//! Per-request branch context.
//!
//! Repositories read [`BranchContext::branch`] to decide which branch an
//! operation targets. Workflows never switch the caller's context; each step
//! runs against a child from [`BranchContext::pinned`], so concurrent steps
//! sharing one request context cannot observe each other's branch.
//!
//! Code that owns a context can switch it temporarily with
//! [`BranchContext::enter`]. The scope borrows the context exclusively and
//! puts the previous branch back when dropped, whether the work succeeded,
//! failed, panicked or was cancelled.

use std::ops::{Deref, DerefMut};

use tracing::trace;

use super::types::Branch;

/// Ambient branch for a single request.
#[derive(Debug, Clone, PartialEq, Eq)]
pub struct BranchContext {
    branch: Branch,
}

impl BranchContext {
    pub fn new(branch: Branch) -> Self {
        Self { branch }
    }

    /// Branch operations currently target.
    pub fn branch(&self) -> Branch {
        self.branch
    }

    /// A child context targeting `branch`; `self` is untouched.
    pub fn pinned(&self, branch: Branch) -> BranchContext {
        trace!(from = %self.branch, to = %branch, "branch context pinned");
        Self::new(branch)
    }

    /// Switch this context to `branch` until the returned scope is dropped.
    pub fn enter(&mut self, branch: Branch) -> BranchScope<'_> {
        let previous = std::mem::replace(&mut self.branch, branch);
        trace!(from = %previous, to = %branch, "branch context entered");
        BranchScope {
            context: self,
            previous,
        }
    }
}

impl Default for BranchContext {
    fn default() -> Self {
        Self::new(Branch::Master)
    }
}

/// Restores the previous branch on drop.
#[must_use = "the branch is restored as soon as the scope is dropped"]
#[derive(Debug)]
pub struct BranchScope<'a> {
    context: &'a mut BranchContext,
    previous: Branch,
}

impl Deref for BranchScope<'_> {
    type Target = BranchContext;

    fn deref(&self) -> &BranchContext {
        self.context
    }
}

impl DerefMut for BranchScope<'_> {
    fn deref_mut(&mut self) -> &mut BranchContext {
        self.context
    }
}

impl Drop for BranchScope<'_> {
    fn drop(&mut self) {
        self.context.branch = self.previous;
        trace!(to = %self.previous, "branch context restored");
    }
}

#[cfg(test)]
#[allow(clippy::unwrap_used, clippy::expect_used)]
mod tests {
    use super::*;
    use std::time::Duration;

    #[test]
    fn pinned_child_leaves_parent_alone() {
        let ctx = BranchContext::new(Branch::Master);
        let draft = ctx.pinned(Branch::Draft);
        assert_eq!(draft.branch(), Branch::Draft);
        assert_eq!(ctx.branch(), Branch::Master);
    }

    #[tokio::test]
    async fn overlapping_pinned_steps_stay_isolated() {
        let ctx = BranchContext::new(Branch::Master);

        let first = async {
            let draft = ctx.pinned(Branch::Draft);
            tokio::task::yield_now().await;
            draft.branch()
        };
        let second = async {
            let draft = ctx.pinned(Branch::Draft);
            tokio::task::yield_now().await;
            tokio::task::yield_now().await;
            (draft.branch(), ctx.branch())
        };
        let (a, (b, parent_during)) = tokio::join!(first, second);

        assert_eq!(a, Branch::Draft);
        assert_eq!(b, Branch::Draft);
        assert_eq!(parent_during, Branch::Master);
        assert_eq!(ctx.branch(), Branch::Master);
    }

    #[test]
    fn enter_switches_and_restores() {
        let mut ctx = BranchContext::new(Branch::Master);
        {
            let scope = ctx.enter(Branch::Draft);
            assert_eq!(scope.branch(), Branch::Draft);
        }
        assert_eq!(ctx.branch(), Branch::Master);
    }

    #[tokio::test]
    async fn restores_when_dropped_mid_flight() {
        let mut ctx = BranchContext::new(Branch::Master);
        let outcome = tokio::time::timeout(Duration::from_millis(5), async {
            let _scope = ctx.enter(Branch::Draft);
            std::future::pending::<()>().await;
        })
        .await;
        assert!(outcome.is_err());
        assert_eq!(ctx.branch(), Branch::Master);
    }

    #[test]
    fn restores_after_panic() {
        let mut ctx = BranchContext::new(Branch::Master);
        let result = std::panic::catch_unwind(std::panic::AssertUnwindSafe(|| {
            let _scope = ctx.enter(Branch::Draft);
            panic!("editor blew up");
        }));
        assert!(result.is_err());
        assert_eq!(ctx.branch(), Branch::Master);
    }

    #[test]
    fn nested_scopes_unwind_in_order() {
        let mut ctx = BranchContext::new(Branch::Draft);
        {
            let mut outer = ctx.enter(Branch::Master);
            {
                let inner = outer.enter(Branch::Draft);
                assert_eq!(inner.branch(), Branch::Draft);
            }
            assert_eq!(outer.branch(), Branch::Master);
        }
        assert_eq!(ctx.branch(), Branch::Draft);
    }
}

· · ·

=== Exercise aim ===
Scan the listing above, and wherever a line holds the word "async", copy it.

=== Response to this task ===
    async fn overlapping_pinned_steps_stay_isolated() {
        let first = async {
        let second = async {
    async fn restores_when_dropped_mid_flight() {
        let outcome = tokio::time::timeout(Duration::from_millis(5), async {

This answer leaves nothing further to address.